You’re smiling, but it’s not the forced-through-gritted-teeth smile you’re used to seeing stare back at you in that dirty little mirror (it’s time to Windex that mirror, girl). It’s an authentic smile. Even if your lips aren’t curved into a traditional smile, you look happy because your skin is radiant and your eyeballs are white and you just look fresh, babe. Like you’ve been doing a lot of yoga or getting facials or chemical peels or maybe even doing a juice cleanse.
But really, you haven’t been doing any of that shit. You’re just in love.
It’s not a soul-destroying, all-consuming, toxic-love-affair this time. This time, it’s healthy and balanced and built on the foundation of respect. It’s super weird, I know. As I said, I’ve been through this before.
In my early 20s, my entire identity was wrapped around being sad. Or a mess. Or anxious. Or lost. And I don’t know how it happened. And I don’t know when it happened. But it happened: I grew out of it. I mourned the death of my mental instability and crossed over to the other side. And I like it over here.
I think it all started to change for me after a really dark breakup. I have this vivid memory of drunkenly fighting on the street with my girlfriend at the time. Our drunken mouths both spewed out horrible things we didn’t even mean. I think she accused me of being a pill-popping drug addict (I was hopped up on antidepressants, but I wasn’t taking hard drugs at all), and I think I accused her of being a liar with a drinking problem.
It was ugly. I remember waking up the next morning with a head so sore it hurt to blink, and something just sort of snapped inside of me. You’re done, Zara, I thought to myself. And I had said those same words to myself a gazillion times before, but this time felt different.
And I did it. Yeah, I slipped up a few times in the process, but for the most part I cut out my habit of blackout drinking, gradually lowered my dose of prescription medication until I finally realized I didn’t need it anymore and put a halt to the toxic relationships.
As I began to get into healthier relationships with healthier people, there was a long period of time where kindness felt weird and foreign to me.
Like if she, for example, supported my career instead of mocked it, I became so squeamishly uncomfortable I wanted to peel out of my skin and run for the hills, skinless. Or if she trusted me rather than doubted every move I made, I didn’t think she gave a shit. Or if I felt safe in her presence rather than anxious, I was weirded out and doubted if my feelings were real.

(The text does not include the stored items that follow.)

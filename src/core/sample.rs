// ArgMark - core/sample.rs
//
// Argument sample loading and validation.
// Core layer: accepts TOML strings, never touches the filesystem.
// I/O is handled by app::sample_mgr which feeds content here.

use crate::core::model::{ArgumentSample, NodeKind, StructureNode};
use crate::util::constants;
use crate::util::error::SampleError;
use serde::Deserialize;
use std::path::PathBuf;

// =============================================================================
// TOML deserialization structures (raw input)
// =============================================================================

/// Raw TOML sample definition as deserialized from a .toml file.
/// This is validated and compiled into an `ArgumentSample` for runtime use.
#[derive(Debug, Deserialize)]
pub struct SampleDefinition {
    pub sample: SampleMeta,
    #[serde(default)]
    pub structure: Vec<NodeDef>,
}

#[derive(Debug, Deserialize)]
pub struct SampleMeta {
    pub id: String,
    pub title: String,
    pub text: String,
}

/// One structure diagram node as authored in TOML.
#[derive(Debug, Deserialize)]
pub struct NodeDef {
    pub id: u32,
    pub kind: NodeKind,
    pub text: String,
    #[serde(default)]
    pub parents: Vec<u32>,
    pub x: f32,
    pub y: f32,
}

// =============================================================================
// Sample validation
// =============================================================================

/// Parse a TOML string into a `SampleDefinition`.
///
/// `source_path` only labels errors; no reads happen here.
pub fn parse_sample_toml(
    toml_content: &str,
    source_path: &PathBuf,
) -> Result<SampleDefinition, SampleError> {
    toml::from_str(toml_content).map_err(|e| SampleError::TomlParse {
        path: source_path.clone(),
        source: e,
    })
}

/// Validate a `SampleDefinition` and compile it into a runtime
/// `ArgumentSample`.
///
/// Validates:
/// - Required fields are present and non-empty
/// - The structure diagram stays within the node bound
/// - Node IDs are unique within the sample
///
/// Dangling parent references are warned about but tolerated: the
/// renderer skips them, and refusing the whole sample over one bad
/// link would be harsher than the authoring mistake deserves.
pub fn validate_and_compile(
    def: SampleDefinition,
    source_path: &PathBuf,
    is_builtin: bool,
) -> Result<ArgumentSample, SampleError> {
    let id = &def.sample.id;

    // Validate required fields
    if id.is_empty() {
        return Err(SampleError::MissingField {
            sample_id: "(empty)".to_string(),
            field: "sample.id",
        });
    }
    if def.sample.title.is_empty() {
        return Err(SampleError::MissingField {
            sample_id: id.clone(),
            field: "sample.title",
        });
    }
    if def.sample.text.is_empty() {
        return Err(SampleError::MissingField {
            sample_id: id.clone(),
            field: "sample.text",
        });
    }

    // Validate the structure diagram
    if def.structure.len() > constants::MAX_STRUCTURE_NODES {
        return Err(SampleError::TooManyNodes {
            sample_id: id.clone(),
            count: def.structure.len(),
            max: constants::MAX_STRUCTURE_NODES,
        });
    }

    let mut structure = Vec::with_capacity(def.structure.len());
    for node_def in def.structure {
        if node_def.text.is_empty() {
            return Err(SampleError::MissingField {
                sample_id: id.clone(),
                field: "structure.text",
            });
        }
        if structure.iter().any(|n: &StructureNode| n.id == node_def.id) {
            return Err(SampleError::DuplicateNodeId {
                sample_id: id.clone(),
                node_id: node_def.id,
            });
        }
        structure.push(StructureNode {
            id: node_def.id,
            kind: node_def.kind,
            text: node_def.text,
            parents: node_def.parents,
            x: node_def.x,
            y: node_def.y,
        });
    }

    // Report dangling parent links once at load time. The renderer
    // skips them silently, so without this warning a typo'd link would
    // just vanish from the diagram with no trace.
    for node in &structure {
        for &parent_id in &node.parents {
            if !structure.iter().any(|n| n.id == parent_id) {
                tracing::warn!(
                    sample_id = %id,
                    source = %source_path.display(),
                    node_id = node.id,
                    parent_id,
                    "Structure node references a parent that does not exist; link will not be drawn"
                );
            }
        }
    }

    Ok(ArgumentSample {
        id: id.clone(),
        title: def.sample.title,
        text: def.sample.text,
        components: Vec::new(),
        structure,
        is_builtin,
    })
}

// =============================================================================
// Built-in samples (embedded at compile time)
// =============================================================================

/// Embedded TOML content for built-in samples.
/// Each tuple is (filename, TOML content).
pub fn builtin_sample_sources() -> Vec<(&'static str, &'static str)> {
    vec![
        ("model_a.toml", include_str!("../../samples/model_a.toml")),
        ("model_b.toml", include_str!("../../samples/model_b.toml")),
    ]
}

/// Load and validate all built-in samples.
///
/// Invalid samples are logged as errors and skipped (non-fatal).
/// Returns the successfully loaded samples.
pub fn load_builtin_samples() -> Vec<ArgumentSample> {
    let mut samples = Vec::new();

    for (filename, content) in builtin_sample_sources() {
        let path = PathBuf::from(format!("<builtin>/{filename}"));
        match parse_sample_toml(content, &path)
            .and_then(|def| validate_and_compile(def, &path, true))
        {
            Ok(sample) => {
                tracing::debug!(sample_id = %sample.id, "Loaded built-in sample");
                samples.push(sample);
            }
            Err(e) => {
                // Built-in sample failures are bugs, but we still degrade gracefully
                tracing::error!(file = filename, error = %e, "Failed to load built-in sample");
            }
        }
    }

    samples
}

// =============================================================================
// Tests
// =============================================================================

#[cfg(test)]
mod tests {
    use super::*;

    const VALID_SAMPLE_TOML: &str = r#"
[sample]
id = "test-sample"
title = "Test Argument"
text = "All swans observed so far are white. Therefore all swans are white."

[[structure]]
id = 1
kind = "premise"
text = "All swans observed so far are white"
x = 100.0
y = 50.0

[[structure]]
id = 2
kind = "conclusion"
text = "All swans are white"
parents = [1]
x = 300.0
y = 100.0
"#;

    #[test]
    fn test_parse_valid_sample() {
        let path = PathBuf::from("test.toml");
        let def = parse_sample_toml(VALID_SAMPLE_TOML, &path).unwrap();
        assert_eq!(def.sample.id, "test-sample");
        assert_eq!(def.sample.title, "Test Argument");
        assert_eq!(def.structure.len(), 2);
        assert_eq!(def.structure[1].parents, vec![1]);
    }

    #[test]
    fn test_compile_valid_sample() {
        let path = PathBuf::from("test.toml");
        let def = parse_sample_toml(VALID_SAMPLE_TOML, &path).unwrap();
        let sample = validate_and_compile(def, &path, false).unwrap();

        assert_eq!(sample.id, "test-sample");
        assert!(!sample.is_builtin);
        assert!(sample.components.is_empty());
        assert_eq!(sample.structure.len(), 2);
        assert_eq!(sample.structure[0].kind, NodeKind::Premise);
        assert_eq!(sample.structure[1].kind, NodeKind::Conclusion);
    }

    #[test]
    fn test_sample_without_structure_is_valid() {
        let toml = r#"
[sample]
id = "bare"
title = "Bare Sample"
text = "Just a text, no diagram."
"#;
        let path = PathBuf::from("bare.toml");
        let def = parse_sample_toml(toml, &path).unwrap();
        let sample = validate_and_compile(def, &path, false).unwrap();
        assert!(sample.structure.is_empty());
    }

    #[test]
    fn test_missing_required_field() {
        let toml = r#"
[sample]
id = ""
title = "Empty ID"
text = "text"
"#;
        let path = PathBuf::from("bad.toml");
        let def = parse_sample_toml(toml, &path).unwrap();
        let result = validate_and_compile(def, &path, false);
        assert!(result.is_err());
        match result.unwrap_err() {
            SampleError::MissingField { field, .. } => assert_eq!(field, "sample.id"),
            other => panic!("Expected MissingField, got: {other:?}"),
        }
    }

    #[test]
    fn test_duplicate_node_id_rejected() {
        let toml = r#"
[sample]
id = "dup-nodes"
title = "Duplicate Nodes"
text = "text"

[[structure]]
id = 1
kind = "premise"
text = "first"
x = 0.0
y = 0.0

[[structure]]
id = 1
kind = "conclusion"
text = "second"
x = 10.0
y = 10.0
"#;
        let path = PathBuf::from("dup.toml");
        let def = parse_sample_toml(toml, &path).unwrap();
        let result = validate_and_compile(def, &path, false);
        assert!(matches!(
            result.unwrap_err(),
            SampleError::DuplicateNodeId { node_id: 1, .. }
        ));
    }

    #[test]
    fn test_dangling_parent_is_tolerated() {
        let toml = r#"
[sample]
id = "dangling"
title = "Dangling Parent"
text = "text"

[[structure]]
id = 1
kind = "conclusion"
text = "points at a ghost"
parents = [42]
x = 0.0
y = 0.0
"#;
        let path = PathBuf::from("dangling.toml");
        let def = parse_sample_toml(toml, &path).unwrap();
        // Loads fine; the renderer simply will not draw the missing link.
        let sample = validate_and_compile(def, &path, false).unwrap();
        assert_eq!(sample.structure[0].parents, vec![42]);
    }

    #[test]
    fn test_load_builtin_samples() {
        let samples = load_builtin_samples();
        assert_eq!(samples.len(), 2, "Both built-in samples should load");
        assert!(samples.iter().any(|s| s.id == "model-a"));
        assert!(samples.iter().any(|s| s.id == "model-b"));
        assert!(samples.iter().all(|s| s.is_builtin));

        // Model A carries the worked three-node diagram; Model B has none.
        let model_a = samples.iter().find(|s| s.id == "model-a").unwrap();
        assert_eq!(model_a.structure.len(), 3);
        let model_b = samples.iter().find(|s| s.id == "model-b").unwrap();
        assert!(model_b.structure.is_empty());
    }
}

Because, see, the only feelings I was used to having were negative ones. I didn’t even know what positive ones were, so when I felt them, I wasn’t sure if they were real or made up in my head. It just felt easier to run away.
But for some reason bigger than me, I stuck with the uncomfortable feelings. I think I knew deep down inside that if I wanted a shot at a real life, I was going to have to battle through a period of unsettling emotions.
It’s sort of like going to the gym. When you first start to get in shape, it’s brutal. You’re sore all the time and feel like shit, but if you keep going, eventually it feels really good to work out. You start to look forward to it and can’t imagine your life without it.
There is an identity crisis you feel when you start to become stable, and find yourself in a relationship that isn’t going to destroy you. If you’ve been playing on team dysfunction for your whole life, who even are you when you decide to retire your number? What’s beneath this facade of brokenness that’s defined your existence for so long?
Well, the real you. That’s what’s underneath it all. That’s the beauty of getting healthy and finally being in a healthy relationship. When you break free from your patterns, you’re not shackled anymore. You’re free to find out who you really are without all that other shit. Without the eating disorder, the diagnosis, the addiction, the toxic relationship — all the shit you thought was you, but maybe really wasn’t you at all — you can find out who you were before whatever happened to you that got you into this spiral.
Just stick with it. It’s going to be hard, but you have to crawl through the mud to get the other side. And I promise you: It’s so much fucking better over here.”